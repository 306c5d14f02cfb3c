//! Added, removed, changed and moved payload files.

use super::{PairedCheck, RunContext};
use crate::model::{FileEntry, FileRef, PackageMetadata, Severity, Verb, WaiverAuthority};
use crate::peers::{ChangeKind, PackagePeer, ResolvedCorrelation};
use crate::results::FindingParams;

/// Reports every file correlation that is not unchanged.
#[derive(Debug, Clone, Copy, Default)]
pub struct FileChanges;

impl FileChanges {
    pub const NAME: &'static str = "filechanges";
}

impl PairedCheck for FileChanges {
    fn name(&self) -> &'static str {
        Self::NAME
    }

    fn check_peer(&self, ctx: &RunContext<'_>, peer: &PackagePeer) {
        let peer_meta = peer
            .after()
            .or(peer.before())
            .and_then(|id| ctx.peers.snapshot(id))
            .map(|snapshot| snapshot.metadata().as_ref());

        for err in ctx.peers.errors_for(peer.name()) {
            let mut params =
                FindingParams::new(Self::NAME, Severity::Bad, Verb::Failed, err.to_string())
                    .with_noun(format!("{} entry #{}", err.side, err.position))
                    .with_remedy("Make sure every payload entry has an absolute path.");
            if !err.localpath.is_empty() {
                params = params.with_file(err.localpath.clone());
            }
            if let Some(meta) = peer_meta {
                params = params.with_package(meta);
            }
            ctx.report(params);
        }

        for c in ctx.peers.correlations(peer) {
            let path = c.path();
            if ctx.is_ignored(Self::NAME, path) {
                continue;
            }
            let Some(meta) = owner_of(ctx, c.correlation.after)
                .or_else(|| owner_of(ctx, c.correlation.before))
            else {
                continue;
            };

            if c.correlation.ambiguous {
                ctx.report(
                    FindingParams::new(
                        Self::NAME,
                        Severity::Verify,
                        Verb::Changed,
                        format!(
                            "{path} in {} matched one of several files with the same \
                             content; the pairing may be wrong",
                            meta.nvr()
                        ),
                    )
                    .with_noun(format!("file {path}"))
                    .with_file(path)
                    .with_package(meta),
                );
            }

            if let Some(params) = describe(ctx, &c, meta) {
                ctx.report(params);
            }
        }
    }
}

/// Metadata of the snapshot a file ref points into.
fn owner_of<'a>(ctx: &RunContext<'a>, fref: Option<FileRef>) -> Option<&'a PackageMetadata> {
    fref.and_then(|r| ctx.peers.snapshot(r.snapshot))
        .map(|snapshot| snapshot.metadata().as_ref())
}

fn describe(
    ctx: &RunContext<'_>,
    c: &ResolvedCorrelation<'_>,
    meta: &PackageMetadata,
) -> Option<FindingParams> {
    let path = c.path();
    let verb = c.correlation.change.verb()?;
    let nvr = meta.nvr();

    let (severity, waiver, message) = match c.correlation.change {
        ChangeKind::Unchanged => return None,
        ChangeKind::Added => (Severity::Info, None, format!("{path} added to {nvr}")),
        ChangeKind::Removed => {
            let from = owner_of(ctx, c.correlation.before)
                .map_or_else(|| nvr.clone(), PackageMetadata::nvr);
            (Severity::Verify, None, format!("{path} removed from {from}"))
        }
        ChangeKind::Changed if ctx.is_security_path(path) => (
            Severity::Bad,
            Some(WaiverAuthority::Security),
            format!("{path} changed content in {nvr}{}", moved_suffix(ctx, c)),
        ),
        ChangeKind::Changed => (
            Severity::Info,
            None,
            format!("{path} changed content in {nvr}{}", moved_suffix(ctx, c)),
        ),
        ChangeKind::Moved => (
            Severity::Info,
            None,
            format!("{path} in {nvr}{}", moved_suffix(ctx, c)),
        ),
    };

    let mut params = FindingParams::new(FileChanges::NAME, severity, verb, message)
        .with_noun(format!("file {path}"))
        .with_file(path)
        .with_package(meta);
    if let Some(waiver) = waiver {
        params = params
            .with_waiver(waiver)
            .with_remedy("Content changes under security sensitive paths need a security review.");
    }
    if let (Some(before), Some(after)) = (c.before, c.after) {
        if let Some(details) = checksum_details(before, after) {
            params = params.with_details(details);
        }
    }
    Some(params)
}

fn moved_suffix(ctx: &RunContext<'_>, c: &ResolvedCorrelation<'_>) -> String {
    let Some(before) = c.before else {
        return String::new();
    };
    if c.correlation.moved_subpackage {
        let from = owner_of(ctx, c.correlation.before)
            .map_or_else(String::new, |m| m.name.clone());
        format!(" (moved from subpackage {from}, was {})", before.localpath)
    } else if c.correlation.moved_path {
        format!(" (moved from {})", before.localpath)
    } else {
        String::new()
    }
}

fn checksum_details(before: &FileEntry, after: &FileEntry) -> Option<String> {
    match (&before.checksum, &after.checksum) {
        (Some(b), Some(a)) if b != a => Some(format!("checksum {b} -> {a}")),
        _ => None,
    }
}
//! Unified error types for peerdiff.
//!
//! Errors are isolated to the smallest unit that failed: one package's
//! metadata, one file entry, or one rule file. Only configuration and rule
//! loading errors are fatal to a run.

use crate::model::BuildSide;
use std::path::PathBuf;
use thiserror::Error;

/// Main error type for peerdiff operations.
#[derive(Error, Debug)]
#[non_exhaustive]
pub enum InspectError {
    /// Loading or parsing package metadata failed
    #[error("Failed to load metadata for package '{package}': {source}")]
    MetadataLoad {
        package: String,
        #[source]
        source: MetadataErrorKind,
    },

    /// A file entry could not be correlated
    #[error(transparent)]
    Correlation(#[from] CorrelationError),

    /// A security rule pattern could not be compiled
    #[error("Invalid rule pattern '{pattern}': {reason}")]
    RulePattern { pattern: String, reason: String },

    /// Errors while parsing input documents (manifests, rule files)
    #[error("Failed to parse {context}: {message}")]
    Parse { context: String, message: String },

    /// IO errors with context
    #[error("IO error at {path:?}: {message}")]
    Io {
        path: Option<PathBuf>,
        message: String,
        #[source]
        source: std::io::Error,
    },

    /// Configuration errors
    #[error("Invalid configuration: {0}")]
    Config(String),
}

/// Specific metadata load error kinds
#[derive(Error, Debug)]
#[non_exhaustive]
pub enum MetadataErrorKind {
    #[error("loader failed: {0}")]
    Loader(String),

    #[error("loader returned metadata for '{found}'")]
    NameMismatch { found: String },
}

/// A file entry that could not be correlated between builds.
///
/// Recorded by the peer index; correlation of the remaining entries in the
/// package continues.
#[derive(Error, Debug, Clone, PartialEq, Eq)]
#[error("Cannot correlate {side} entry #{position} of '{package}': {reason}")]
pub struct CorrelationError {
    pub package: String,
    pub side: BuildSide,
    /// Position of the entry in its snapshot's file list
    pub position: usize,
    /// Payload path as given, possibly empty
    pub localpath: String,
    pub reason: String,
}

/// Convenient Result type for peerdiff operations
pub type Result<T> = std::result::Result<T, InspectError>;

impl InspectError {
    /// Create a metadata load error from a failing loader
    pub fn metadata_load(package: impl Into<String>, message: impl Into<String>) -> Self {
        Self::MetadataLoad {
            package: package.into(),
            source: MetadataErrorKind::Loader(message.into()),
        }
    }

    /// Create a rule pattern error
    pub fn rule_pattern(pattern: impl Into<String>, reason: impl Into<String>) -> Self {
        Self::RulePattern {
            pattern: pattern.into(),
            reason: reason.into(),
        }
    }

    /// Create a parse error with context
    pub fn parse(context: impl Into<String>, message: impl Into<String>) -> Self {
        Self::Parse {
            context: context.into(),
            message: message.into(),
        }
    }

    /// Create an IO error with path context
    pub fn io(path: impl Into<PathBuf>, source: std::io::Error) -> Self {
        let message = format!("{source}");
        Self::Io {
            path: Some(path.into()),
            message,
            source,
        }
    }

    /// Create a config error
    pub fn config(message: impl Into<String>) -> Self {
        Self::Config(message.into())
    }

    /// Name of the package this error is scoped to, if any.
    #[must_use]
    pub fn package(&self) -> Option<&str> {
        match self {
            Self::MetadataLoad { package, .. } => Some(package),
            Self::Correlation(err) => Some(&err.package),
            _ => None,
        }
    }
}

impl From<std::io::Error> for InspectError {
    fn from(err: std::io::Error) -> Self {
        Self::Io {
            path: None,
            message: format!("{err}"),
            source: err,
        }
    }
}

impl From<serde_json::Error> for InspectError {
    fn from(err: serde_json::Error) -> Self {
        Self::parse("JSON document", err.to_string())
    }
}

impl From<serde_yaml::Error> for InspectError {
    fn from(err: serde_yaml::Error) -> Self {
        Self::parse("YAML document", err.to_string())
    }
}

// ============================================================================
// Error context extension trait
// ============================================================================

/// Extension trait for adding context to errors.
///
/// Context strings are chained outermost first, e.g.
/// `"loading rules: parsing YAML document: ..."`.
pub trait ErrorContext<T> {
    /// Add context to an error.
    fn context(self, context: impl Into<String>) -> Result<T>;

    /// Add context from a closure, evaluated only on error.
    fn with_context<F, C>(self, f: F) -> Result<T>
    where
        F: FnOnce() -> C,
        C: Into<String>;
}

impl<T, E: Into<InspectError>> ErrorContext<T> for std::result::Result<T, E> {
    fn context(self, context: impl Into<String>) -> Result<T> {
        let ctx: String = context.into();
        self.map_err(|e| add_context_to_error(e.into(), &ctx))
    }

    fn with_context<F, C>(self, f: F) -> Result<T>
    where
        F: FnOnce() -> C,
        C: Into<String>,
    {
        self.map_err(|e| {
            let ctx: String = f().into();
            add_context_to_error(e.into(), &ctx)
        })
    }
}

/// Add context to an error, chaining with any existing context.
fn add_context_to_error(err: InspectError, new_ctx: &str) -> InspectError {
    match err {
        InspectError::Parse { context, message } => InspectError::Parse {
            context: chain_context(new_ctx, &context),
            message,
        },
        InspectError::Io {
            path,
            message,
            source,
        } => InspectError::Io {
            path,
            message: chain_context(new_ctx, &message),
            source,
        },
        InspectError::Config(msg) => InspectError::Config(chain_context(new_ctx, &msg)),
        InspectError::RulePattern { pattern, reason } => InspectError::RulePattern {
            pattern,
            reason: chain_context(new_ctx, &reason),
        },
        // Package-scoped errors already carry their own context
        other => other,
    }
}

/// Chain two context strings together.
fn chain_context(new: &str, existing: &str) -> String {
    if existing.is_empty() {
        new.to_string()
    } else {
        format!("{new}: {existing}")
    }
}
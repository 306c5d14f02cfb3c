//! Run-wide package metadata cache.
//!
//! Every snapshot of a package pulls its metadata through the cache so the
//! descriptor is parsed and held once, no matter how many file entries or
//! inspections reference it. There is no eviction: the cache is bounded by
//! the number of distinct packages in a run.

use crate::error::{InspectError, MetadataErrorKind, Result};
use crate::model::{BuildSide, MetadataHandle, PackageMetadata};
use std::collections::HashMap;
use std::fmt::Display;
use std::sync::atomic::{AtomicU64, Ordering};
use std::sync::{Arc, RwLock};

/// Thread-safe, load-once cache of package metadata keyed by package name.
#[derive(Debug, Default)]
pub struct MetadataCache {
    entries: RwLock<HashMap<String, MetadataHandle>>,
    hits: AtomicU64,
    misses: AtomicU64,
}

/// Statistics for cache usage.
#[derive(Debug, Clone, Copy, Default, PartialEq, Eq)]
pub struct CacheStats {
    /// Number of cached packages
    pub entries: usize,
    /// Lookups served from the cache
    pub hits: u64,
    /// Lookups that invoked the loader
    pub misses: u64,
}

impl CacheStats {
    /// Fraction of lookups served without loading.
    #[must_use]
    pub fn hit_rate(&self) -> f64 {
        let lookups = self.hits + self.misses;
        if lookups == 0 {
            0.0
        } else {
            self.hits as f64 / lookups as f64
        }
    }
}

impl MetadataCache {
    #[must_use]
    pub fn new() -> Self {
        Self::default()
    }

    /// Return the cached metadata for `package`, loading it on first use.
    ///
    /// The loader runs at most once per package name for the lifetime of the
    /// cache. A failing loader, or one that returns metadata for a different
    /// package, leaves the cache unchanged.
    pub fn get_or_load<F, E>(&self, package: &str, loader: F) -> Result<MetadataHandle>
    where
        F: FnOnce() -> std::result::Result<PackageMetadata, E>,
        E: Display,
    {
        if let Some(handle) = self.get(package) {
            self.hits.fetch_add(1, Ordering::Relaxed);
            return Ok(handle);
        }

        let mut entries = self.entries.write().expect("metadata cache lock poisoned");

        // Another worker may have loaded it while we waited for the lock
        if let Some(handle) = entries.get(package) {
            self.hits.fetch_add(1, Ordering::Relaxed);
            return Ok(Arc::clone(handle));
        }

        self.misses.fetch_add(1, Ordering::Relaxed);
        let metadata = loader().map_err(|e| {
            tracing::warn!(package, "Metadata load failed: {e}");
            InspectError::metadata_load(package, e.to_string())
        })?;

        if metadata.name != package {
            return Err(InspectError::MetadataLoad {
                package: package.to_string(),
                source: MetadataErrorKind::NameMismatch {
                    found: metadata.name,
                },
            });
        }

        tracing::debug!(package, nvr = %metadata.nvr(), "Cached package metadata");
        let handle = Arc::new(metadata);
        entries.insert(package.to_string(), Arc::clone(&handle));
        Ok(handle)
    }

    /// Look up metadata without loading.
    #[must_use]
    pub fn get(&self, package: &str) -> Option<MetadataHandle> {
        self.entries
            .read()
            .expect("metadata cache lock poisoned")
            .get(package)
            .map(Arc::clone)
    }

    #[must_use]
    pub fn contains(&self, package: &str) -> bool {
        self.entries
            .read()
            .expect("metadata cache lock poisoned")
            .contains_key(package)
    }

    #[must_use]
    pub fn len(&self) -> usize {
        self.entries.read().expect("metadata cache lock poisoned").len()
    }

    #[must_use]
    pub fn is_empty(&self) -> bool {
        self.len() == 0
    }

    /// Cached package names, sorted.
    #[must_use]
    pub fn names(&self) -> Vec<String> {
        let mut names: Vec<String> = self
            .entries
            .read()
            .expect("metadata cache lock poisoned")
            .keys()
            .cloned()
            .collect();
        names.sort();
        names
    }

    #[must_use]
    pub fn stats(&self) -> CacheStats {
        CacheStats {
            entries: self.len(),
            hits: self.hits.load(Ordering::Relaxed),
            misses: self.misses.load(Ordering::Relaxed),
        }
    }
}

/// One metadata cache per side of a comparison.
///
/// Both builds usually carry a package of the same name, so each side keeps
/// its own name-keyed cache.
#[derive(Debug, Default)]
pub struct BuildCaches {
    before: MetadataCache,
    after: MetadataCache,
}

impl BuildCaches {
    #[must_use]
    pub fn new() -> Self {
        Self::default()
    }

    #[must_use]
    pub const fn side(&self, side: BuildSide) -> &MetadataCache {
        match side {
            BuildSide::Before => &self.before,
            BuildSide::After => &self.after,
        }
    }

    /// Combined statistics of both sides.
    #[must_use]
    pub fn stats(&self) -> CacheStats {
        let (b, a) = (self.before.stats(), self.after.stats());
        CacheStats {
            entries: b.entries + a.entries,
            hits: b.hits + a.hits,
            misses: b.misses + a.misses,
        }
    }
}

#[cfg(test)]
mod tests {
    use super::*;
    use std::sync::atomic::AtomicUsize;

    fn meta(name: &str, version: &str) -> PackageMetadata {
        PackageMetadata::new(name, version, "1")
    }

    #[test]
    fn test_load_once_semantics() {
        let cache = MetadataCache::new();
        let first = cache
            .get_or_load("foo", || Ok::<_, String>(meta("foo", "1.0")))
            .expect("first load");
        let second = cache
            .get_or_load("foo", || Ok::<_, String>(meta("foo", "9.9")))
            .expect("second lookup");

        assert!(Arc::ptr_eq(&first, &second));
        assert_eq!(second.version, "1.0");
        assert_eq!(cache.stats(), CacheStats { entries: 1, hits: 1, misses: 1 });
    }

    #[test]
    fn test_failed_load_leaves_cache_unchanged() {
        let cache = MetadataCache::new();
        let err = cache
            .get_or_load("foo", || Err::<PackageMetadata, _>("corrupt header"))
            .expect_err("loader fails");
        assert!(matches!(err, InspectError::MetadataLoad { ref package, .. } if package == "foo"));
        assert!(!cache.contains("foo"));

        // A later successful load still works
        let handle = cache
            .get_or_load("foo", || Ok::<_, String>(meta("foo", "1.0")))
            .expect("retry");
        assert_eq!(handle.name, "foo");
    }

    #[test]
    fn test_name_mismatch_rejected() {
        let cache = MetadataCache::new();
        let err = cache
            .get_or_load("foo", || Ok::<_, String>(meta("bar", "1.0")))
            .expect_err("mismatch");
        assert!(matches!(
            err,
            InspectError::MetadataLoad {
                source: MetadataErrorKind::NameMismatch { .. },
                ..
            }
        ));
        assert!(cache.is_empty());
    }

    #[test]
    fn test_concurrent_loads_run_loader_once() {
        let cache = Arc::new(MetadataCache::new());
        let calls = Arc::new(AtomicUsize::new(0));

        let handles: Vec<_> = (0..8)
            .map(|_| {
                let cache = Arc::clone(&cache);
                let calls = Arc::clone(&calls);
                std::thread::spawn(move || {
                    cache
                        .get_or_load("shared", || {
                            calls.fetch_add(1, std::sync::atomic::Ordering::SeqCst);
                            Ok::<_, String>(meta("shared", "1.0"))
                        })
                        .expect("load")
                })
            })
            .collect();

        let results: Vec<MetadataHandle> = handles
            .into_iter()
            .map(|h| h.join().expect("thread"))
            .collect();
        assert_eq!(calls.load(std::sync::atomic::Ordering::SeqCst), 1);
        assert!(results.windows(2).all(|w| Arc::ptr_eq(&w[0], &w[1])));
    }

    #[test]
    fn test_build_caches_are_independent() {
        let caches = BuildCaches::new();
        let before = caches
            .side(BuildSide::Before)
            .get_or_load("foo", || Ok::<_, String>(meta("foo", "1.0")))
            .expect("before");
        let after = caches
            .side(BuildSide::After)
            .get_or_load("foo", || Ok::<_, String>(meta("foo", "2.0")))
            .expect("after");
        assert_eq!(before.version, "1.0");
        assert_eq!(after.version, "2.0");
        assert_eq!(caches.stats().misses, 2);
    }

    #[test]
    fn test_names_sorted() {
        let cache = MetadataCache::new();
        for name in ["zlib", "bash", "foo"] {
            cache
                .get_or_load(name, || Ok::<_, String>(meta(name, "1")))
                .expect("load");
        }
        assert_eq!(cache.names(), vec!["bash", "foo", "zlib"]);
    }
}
========
**WHAT THE TASK REQUIRES:** For each line above that has the word "fref", add one to a tally, and report the final tally alone.

**TASK SOLUTION:** 2